Reproduce the data, keeping every word exactly as it is.
[DATA TO EXAMINE]
//! Replies and follow-up waits

use std::time::Duration;

use nano_core::MessageReference;

use super::Ctx;
use crate::api::{ApiError, ApiResult, MessagePost, ReplyTarget, SentMessage, NO_SOURCE_MESSAGE};
use crate::events::EventKind;
use crate::matcher::{FutureEvent, Rule};

impl Ctx {
    /// Where a reply to this event goes
    pub fn reply_target(&self) -> Option<ReplyTarget> {
        let message = self.message()?;
        let target = if self.only_direct() {
            ReplyTarget::Direct {
                guild_id: message.guild_id.clone(),
            }
        } else if self.only_channel() {
            ReplyTarget::Channel {
                channel_id: message.channel_id.clone(),
            }
        } else if self.only_qq_group() {
            ReplyTarget::Group {
                group_openid: message.channel_id.clone(),
            }
        } else if self.only_qq_private() {
            ReplyTarget::User {
                openid: message.channel_id.clone(),
            }
        } else {
            return None;
        };
        Some(target)
    }

    /// Send a passive reply to the triggering message
    ///
    /// Guild replies quote the sender when `reply_to_sender` is set. QQ
    /// replies carry `msg_seq`, the ordinal of this reply to the same source.
    /// Only replies the platform accepted are logged to the reply chain.
    ///
    /// # Errors
    /// Returns the outbound API error, or [`ApiError::NoReplyTarget`] for
    /// events without a message.
    pub async fn post(&self, reply_to_sender: bool, mut post: MessagePost) -> ApiResult<SentMessage> {
        let target = self.reply_target().ok_or(ApiError::NoReplyTarget)?;
        let source_id = self
            .message()
            .map(|m| m.id.clone())
            .filter(|id| !id.is_empty());
        let replies = self.bot().replies();

        post.msg_id = Some(source_id.clone().unwrap_or_else(|| NO_SOURCE_MESSAGE.to_string()));
        if reply_to_sender && self.only_guild() {
            if let Some(id) = &source_id {
                post.message_reference = Some(MessageReference::new(id.clone()));
            }
        }
        if target.is_v2() {
            post.infer_v2_type();
            post.msg_seq = Some(source_id.as_deref().map_or(1, |id| replies.next_seq(id)));
        }

        let sent = self.api().send_reply(&target, &post).await?;
        tracing::debug!(target = ?target, reply_id = %sent.id, "Reply sent");

        if let Some(id) = &source_id {
            if !sent.id.is_empty() {
                replies.log_reply(id, &sent.id);
            }
        }
        Ok(sent)
    }

    /// Reply with plain text
    ///
    /// # Errors
    /// See [`Ctx::post`].
    pub async fn send_text(&self, text: impl Into<String>) -> ApiResult<SentMessage> {
        self.post(false, MessagePost::text(text)).await
    }

    /// Ids of the replies already sent for the triggering message
    pub fn replies(&self) -> Vec<String> {
        self.message()
            .map(|m| self.bot().replies().replies(&m.id))
            .unwrap_or_default()
    }

    /// Rule matching follow-ups from the same author in the same channel
    pub fn check_session(&self) -> Rule {
        let (author, channel) = self
            .message()
            .map(|m| (m.author_id().to_string(), m.channel_id.clone()))
            .unwrap_or_default();
        Rule::new(move |ctx| {
            ctx.message()
                .is_some_and(|m| m.author_id() == author && m.channel_id == channel)
        })
    }

    /// Register a temporary matcher for the next qualifying event
    ///
    /// The matcher blocks and runs one step ahead of the current matcher's
    /// priority, so a blocking sibling at that priority cannot swallow the
    /// follow-up. It is not wrapped by the engine's handlers, so a guard held
    /// by the waiting handler cannot reject it either.
    pub fn future_event(&self, kind: EventKind, rules: impl IntoIterator<Item = Rule>) -> FutureEvent {
        let priority = self.matcher().map_or(0, |m| m.priority().saturating_sub(1));
        FutureEvent::new(self.bot().matchers(), kind, rules)
            .priority(priority)
            .block(true)
    }

    /// Ask for a follow-up message in the same session
    ///
    /// Sends `prompt` when it is non-empty and returns the content of the
    /// next message from the same author in the same channel, or `None`
    /// after `timeout`.
    pub async fn get(&self, prompt: &str, timeout: Duration) -> Option<String> {
        let pending = self
            .future_event(EventKind::Message, [self.check_session()])
            .next();
        if !prompt.is_empty() {
            if let Err(e) = self.send_text(prompt).await {
                tracing::warn!(error = %e, "Failed to send prompt");
            }
        }
        let next = pending.recv_timeout(timeout).await?;
        Some(next.message_string())
    }
}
[/DATA TO EXAMINE]
EXPECTED OUTPUT
//! Replies and follow-up waits

use std::time::Duration;

use nano_core::MessageReference;

use super::Ctx;
use crate::api::{ApiError, ApiResult, MessagePost, ReplyTarget, SentMessage, NO_SOURCE_MESSAGE};
use crate::events::EventKind;
use crate::matcher::{FutureEvent, Rule};

impl Ctx {
    /// Where a reply to this event goes
    pub fn reply_target(&self) -> Option<ReplyTarget> {
        let message = self.message()?;
        let target = if self.only_direct() {
            ReplyTarget::Direct {
                guild_id: message.guild_id.clone(),
            }
        } else if self.only_channel() {
            ReplyTarget::Channel {
                channel_id: message.channel_id.clone(),
            }
        } else if self.only_qq_group() {
            ReplyTarget::Group {
                group_openid: message.channel_id.clone(),
            }
        } else if self.only_qq_private() {
            ReplyTarget::User {
                openid: message.channel_id.clone(),
            }
        } else {
            return None;
        };
        Some(target)
    }

    /// Send a passive reply to the triggering message
    ///
    /// Guild replies quote the sender when `reply_to_sender` is set. QQ
    /// replies carry `msg_seq`, the ordinal of this reply to the same source.
    /// Only replies the platform accepted are logged to the reply chain.
    ///
    /// # Errors
    /// Returns the outbound API error, or [`ApiError::NoReplyTarget`] for
    /// events without a message.
    pub async fn post(&self, reply_to_sender: bool, mut post: MessagePost) -> ApiResult<SentMessage> {
        let target = self.reply_target().ok_or(ApiError::NoReplyTarget)?;
        let source_id = self
            .message()
            .map(|m| m.id.clone())
            .filter(|id| !id.is_empty());
        let replies = self.bot().replies();

        post.msg_id = Some(source_id.clone().unwrap_or_else(|| NO_SOURCE_MESSAGE.to_string()));
        if reply_to_sender && self.only_guild() {
            if let Some(id) = &source_id {
                post.message_reference = Some(MessageReference::new(id.clone()));
            }
        }
        if target.is_v2() {
            post.infer_v2_type();
            post.msg_seq = Some(source_id.as_deref().map_or(1, |id| replies.next_seq(id)));
        }

        let sent = self.api().send_reply(&target, &post).await?;
        tracing::debug!(target = ?target, reply_id = %sent.id, "Reply sent");

        if let Some(id) = &source_id {
            if !sent.id.is_empty() {
                replies.log_reply(id, &sent.id);
            }
        }
        Ok(sent)
    }

    /// Reply with plain text
    ///
    /// # Errors
    /// See [`Ctx::post`].
    pub async fn send_text(&self, text: impl Into<String>) -> ApiResult<SentMessage> {
        self.post(false, MessagePost::text(text)).await
    }

    /// Ids of the replies already sent for the triggering message
    pub fn replies(&self) -> Vec<String> {
        self.message()
            .map(|m| self.bot().replies().replies(&m.id))
            .unwrap_or_default()
    }

    /// Rule matching follow-ups from the same author in the same channel
    pub fn check_session(&self) -> Rule {
        let (author, channel) = self
            .message()
            .map(|m| (m.author_id().to_string(), m.channel_id.clone()))
            .unwrap_or_default();
        Rule::new(move |ctx| {
            ctx.message()
                .is_some_and(|m| m.author_id() == author && m.channel_id == channel)
        })
    }

    /// Register a temporary matcher for the next qualifying event
    ///
    /// The matcher blocks and runs one step ahead of the current matcher's
    /// priority, so a blocking sibling at that priority cannot swallow the
    /// follow-up. It is not wrapped by the engine's handlers, so a guard held
    /// by the waiting handler cannot reject it either.
    pub fn future_event(&self, kind: EventKind, rules: impl IntoIterator<Item = Rule>) -> FutureEvent {
        let priority = self.matcher().map_or(0, |m| m.priority().saturating_sub(1));
        FutureEvent::new(self.bot().matchers(), kind, rules)
            .priority(priority)
            .block(true)
    }

    /// Ask for a follow-up message in the same session
    ///
    /// Sends `prompt` when it is non-empty and returns the content of the
    /// next message from the same author in the same channel, or `None`
    /// after `timeout`.
    pub async fn get(&self, prompt: &str, timeout: Duration) -> Option<String> {
        let pending = self
            .future_event(EventKind::Message, [self.check_session()])
            .next();
        if !prompt.is_empty() {
            if let Err(e) = self.send_text(prompt).await {
                tracing::warn!(error = %e, "Failed to send prompt");
            }
        }
        let next = pending.recv_timeout(timeout).await?;
        Some(next.message_string())
    }
}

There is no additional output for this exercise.